TASK GOAL:
Take the entries that follow and return exactly the lines from the one holding "Ok(Json(pokemons))" through the one holding "-> Result<Json<Vec<PokemonWithStats>>, ApiError>", both included. Nothing else is needed.

....

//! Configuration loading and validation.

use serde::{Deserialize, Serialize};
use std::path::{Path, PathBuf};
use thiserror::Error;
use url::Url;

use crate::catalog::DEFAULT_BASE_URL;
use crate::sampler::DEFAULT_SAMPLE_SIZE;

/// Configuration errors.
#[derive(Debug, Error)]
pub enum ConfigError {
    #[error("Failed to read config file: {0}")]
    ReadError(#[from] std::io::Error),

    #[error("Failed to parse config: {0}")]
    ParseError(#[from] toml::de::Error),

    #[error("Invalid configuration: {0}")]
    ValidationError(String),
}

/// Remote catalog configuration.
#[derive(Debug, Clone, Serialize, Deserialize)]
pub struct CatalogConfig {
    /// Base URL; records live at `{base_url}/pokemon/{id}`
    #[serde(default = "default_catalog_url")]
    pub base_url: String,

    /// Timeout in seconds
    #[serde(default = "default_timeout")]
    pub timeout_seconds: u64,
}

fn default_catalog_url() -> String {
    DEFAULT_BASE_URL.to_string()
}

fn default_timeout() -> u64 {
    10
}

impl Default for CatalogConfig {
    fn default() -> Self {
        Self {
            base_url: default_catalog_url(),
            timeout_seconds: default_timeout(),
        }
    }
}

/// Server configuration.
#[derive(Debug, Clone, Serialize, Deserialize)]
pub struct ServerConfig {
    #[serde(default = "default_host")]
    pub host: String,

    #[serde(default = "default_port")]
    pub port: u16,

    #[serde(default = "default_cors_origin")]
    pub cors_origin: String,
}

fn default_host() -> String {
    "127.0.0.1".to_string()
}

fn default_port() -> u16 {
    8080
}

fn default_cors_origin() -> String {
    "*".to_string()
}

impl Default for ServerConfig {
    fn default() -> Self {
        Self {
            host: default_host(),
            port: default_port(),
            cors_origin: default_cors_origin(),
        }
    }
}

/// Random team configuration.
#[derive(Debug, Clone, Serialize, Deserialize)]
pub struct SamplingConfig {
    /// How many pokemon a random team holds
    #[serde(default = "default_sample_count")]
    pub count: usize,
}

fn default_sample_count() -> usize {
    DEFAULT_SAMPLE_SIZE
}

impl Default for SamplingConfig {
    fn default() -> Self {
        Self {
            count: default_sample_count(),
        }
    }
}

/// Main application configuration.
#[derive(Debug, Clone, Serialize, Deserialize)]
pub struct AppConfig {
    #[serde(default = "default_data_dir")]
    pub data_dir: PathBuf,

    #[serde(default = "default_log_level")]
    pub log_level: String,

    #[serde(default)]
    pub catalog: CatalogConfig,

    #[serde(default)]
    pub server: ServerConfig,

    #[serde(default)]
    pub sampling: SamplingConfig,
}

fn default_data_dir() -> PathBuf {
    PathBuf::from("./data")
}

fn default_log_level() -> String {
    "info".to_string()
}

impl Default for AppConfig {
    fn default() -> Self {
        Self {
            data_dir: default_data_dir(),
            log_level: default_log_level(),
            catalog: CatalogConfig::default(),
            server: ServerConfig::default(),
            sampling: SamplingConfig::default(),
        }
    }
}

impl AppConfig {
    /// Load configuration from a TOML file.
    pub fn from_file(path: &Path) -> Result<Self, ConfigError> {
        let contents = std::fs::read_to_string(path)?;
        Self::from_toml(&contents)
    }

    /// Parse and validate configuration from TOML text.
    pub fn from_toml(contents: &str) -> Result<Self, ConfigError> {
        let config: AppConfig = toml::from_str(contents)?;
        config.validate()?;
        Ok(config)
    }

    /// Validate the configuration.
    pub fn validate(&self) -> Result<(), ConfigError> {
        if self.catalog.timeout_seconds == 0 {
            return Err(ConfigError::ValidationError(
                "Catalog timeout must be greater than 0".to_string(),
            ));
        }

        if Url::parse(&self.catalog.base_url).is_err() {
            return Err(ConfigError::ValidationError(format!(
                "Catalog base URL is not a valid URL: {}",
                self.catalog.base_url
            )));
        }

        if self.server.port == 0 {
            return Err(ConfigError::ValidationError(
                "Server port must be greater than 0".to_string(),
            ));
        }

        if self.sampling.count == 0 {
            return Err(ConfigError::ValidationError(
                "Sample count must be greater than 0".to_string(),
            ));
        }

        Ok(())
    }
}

....

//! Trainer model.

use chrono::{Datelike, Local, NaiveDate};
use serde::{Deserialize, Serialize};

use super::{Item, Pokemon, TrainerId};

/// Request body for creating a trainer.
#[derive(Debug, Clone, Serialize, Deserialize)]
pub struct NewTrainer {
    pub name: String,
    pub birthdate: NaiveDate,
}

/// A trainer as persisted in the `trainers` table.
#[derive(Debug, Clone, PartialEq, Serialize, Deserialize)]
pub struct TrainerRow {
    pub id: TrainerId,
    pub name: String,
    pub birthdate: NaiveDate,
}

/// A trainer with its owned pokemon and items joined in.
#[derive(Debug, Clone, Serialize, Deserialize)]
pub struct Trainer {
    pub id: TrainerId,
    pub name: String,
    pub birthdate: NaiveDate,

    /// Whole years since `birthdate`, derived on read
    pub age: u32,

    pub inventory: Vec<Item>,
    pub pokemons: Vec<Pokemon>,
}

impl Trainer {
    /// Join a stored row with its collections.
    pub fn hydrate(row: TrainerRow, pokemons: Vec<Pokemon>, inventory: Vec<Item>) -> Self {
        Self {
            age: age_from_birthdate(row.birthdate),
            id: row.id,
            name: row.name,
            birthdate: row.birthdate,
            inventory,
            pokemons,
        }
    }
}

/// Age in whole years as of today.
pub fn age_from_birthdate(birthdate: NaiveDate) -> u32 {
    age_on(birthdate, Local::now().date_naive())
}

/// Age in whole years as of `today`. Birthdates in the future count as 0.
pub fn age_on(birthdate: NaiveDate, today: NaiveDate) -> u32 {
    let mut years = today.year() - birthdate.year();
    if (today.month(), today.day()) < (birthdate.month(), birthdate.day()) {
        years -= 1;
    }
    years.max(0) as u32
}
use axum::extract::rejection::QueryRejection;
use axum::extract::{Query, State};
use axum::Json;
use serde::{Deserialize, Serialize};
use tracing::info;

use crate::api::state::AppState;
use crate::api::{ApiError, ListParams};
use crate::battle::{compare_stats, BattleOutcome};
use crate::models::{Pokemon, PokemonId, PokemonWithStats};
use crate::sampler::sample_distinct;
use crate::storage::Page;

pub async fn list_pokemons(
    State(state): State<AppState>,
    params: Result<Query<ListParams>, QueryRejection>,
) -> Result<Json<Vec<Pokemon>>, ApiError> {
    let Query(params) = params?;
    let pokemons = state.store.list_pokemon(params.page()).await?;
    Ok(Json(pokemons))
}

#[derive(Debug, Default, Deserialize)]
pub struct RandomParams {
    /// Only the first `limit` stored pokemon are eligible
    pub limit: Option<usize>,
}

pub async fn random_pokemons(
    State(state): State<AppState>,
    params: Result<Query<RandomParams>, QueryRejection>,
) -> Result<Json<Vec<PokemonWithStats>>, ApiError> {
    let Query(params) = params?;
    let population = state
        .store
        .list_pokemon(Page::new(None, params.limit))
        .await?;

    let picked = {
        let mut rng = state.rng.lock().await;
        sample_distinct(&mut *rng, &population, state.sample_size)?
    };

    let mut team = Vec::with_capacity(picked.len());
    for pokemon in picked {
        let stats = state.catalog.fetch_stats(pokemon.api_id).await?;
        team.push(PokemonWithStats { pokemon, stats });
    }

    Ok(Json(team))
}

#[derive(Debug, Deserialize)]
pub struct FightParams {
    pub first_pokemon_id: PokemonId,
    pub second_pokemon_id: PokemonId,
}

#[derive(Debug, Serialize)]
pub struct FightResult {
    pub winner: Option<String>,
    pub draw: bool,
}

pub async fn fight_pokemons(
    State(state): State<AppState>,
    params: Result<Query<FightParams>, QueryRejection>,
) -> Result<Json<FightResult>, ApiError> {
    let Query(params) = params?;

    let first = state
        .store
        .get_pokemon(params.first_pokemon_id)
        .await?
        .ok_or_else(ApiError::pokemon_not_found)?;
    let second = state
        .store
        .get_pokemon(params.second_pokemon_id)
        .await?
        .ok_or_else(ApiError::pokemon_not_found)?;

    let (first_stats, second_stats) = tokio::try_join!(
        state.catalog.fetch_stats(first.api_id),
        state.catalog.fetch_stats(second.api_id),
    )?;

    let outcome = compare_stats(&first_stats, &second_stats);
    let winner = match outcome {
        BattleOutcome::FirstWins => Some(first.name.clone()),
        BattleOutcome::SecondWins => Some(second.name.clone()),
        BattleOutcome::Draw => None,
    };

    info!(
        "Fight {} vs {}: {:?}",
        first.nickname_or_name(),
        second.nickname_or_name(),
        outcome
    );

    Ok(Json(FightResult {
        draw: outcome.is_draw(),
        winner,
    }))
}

....

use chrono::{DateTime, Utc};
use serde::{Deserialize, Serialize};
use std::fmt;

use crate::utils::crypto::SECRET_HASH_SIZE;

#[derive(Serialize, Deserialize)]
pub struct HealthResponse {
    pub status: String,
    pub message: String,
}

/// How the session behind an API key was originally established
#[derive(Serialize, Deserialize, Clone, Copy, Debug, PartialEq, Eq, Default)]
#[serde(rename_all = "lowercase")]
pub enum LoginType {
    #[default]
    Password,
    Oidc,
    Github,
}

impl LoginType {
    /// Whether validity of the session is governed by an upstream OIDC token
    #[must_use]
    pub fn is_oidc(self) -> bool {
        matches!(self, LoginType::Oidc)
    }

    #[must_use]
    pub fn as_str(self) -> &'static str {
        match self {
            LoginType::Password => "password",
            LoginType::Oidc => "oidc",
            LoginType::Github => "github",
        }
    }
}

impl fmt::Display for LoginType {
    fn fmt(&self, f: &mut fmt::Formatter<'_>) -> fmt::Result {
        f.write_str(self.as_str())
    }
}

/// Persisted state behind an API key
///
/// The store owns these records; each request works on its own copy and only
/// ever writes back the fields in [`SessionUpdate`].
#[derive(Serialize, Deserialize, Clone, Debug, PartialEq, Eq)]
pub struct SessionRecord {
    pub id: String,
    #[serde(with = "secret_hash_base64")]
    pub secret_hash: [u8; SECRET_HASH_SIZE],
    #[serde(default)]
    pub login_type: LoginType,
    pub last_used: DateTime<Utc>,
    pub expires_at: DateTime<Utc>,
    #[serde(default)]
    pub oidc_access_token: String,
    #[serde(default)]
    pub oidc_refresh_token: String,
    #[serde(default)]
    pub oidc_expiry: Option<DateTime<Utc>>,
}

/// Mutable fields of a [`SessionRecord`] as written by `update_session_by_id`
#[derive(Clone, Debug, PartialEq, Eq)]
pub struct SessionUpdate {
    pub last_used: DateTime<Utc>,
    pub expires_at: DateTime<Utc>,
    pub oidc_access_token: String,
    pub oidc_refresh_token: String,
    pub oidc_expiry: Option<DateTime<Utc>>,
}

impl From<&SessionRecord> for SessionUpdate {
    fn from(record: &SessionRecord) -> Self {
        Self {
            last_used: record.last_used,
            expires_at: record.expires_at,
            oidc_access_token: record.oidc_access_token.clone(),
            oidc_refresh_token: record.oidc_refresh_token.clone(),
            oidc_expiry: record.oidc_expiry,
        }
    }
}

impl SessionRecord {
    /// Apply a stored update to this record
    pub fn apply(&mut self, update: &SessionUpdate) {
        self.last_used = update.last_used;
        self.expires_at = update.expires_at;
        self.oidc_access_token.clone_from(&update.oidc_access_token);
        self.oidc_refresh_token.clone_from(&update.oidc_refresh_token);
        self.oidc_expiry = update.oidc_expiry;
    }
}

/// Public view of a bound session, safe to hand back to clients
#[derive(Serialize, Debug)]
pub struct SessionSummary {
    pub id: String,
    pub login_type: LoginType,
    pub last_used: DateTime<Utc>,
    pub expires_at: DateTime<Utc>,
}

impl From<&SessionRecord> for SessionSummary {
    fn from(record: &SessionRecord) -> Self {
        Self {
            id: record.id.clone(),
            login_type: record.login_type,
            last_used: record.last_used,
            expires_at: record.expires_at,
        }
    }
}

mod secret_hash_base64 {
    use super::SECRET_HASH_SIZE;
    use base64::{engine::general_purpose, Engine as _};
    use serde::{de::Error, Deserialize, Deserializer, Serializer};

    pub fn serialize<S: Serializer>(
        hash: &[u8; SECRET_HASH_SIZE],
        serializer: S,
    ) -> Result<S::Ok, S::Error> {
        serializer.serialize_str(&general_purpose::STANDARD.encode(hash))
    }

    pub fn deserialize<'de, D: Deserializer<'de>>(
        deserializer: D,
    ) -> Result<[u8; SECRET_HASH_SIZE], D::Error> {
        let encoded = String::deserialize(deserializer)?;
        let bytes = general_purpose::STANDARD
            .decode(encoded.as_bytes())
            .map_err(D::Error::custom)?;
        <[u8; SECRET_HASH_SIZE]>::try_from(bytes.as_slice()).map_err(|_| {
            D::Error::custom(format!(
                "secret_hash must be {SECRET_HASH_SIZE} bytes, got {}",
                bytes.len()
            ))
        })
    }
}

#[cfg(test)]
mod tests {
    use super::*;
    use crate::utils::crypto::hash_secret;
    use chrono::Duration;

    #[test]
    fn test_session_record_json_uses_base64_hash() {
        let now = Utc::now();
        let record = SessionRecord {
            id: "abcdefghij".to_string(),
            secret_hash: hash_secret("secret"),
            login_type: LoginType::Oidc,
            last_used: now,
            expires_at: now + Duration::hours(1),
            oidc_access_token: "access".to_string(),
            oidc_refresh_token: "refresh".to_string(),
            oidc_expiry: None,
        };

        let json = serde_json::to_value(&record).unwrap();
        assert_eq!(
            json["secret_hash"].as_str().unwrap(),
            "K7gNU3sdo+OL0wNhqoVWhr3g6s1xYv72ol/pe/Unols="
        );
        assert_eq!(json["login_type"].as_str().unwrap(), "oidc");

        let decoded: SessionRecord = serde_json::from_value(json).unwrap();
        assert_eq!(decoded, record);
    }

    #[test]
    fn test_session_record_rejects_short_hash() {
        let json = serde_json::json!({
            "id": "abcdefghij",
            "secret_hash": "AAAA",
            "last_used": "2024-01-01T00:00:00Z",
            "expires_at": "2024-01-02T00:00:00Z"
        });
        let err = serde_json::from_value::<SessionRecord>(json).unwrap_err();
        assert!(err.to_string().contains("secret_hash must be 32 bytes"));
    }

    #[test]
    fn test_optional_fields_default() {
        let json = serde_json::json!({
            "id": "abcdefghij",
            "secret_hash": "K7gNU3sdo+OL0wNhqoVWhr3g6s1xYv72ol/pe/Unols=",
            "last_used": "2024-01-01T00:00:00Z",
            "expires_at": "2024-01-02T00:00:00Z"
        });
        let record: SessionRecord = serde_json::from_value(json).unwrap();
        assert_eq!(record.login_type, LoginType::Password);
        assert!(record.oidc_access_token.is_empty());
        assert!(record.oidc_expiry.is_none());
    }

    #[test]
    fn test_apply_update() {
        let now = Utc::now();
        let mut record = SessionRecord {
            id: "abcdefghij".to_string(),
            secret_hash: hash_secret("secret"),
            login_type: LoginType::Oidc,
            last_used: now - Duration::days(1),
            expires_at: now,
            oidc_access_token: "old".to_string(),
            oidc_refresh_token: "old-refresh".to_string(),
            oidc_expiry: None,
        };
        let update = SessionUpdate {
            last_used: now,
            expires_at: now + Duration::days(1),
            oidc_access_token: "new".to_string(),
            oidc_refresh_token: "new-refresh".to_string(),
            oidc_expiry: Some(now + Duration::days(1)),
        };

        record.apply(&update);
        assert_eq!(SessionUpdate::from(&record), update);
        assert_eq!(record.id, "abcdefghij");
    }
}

....

REPLY:
    Ok(Json(pokemons))
}

#[derive(Debug, Default, Deserialize)]
pub struct RandomParams {
    /// Only the first `limit` stored pokemon are eligible
    pub limit: Option<usize>,
}

pub async fn random_pokemons(
    State(state): State<AppState>,
    params: Result<Query<RandomParams>, QueryRejection>,
) -> Result<Json<Vec<PokemonWithStats>>, ApiError> {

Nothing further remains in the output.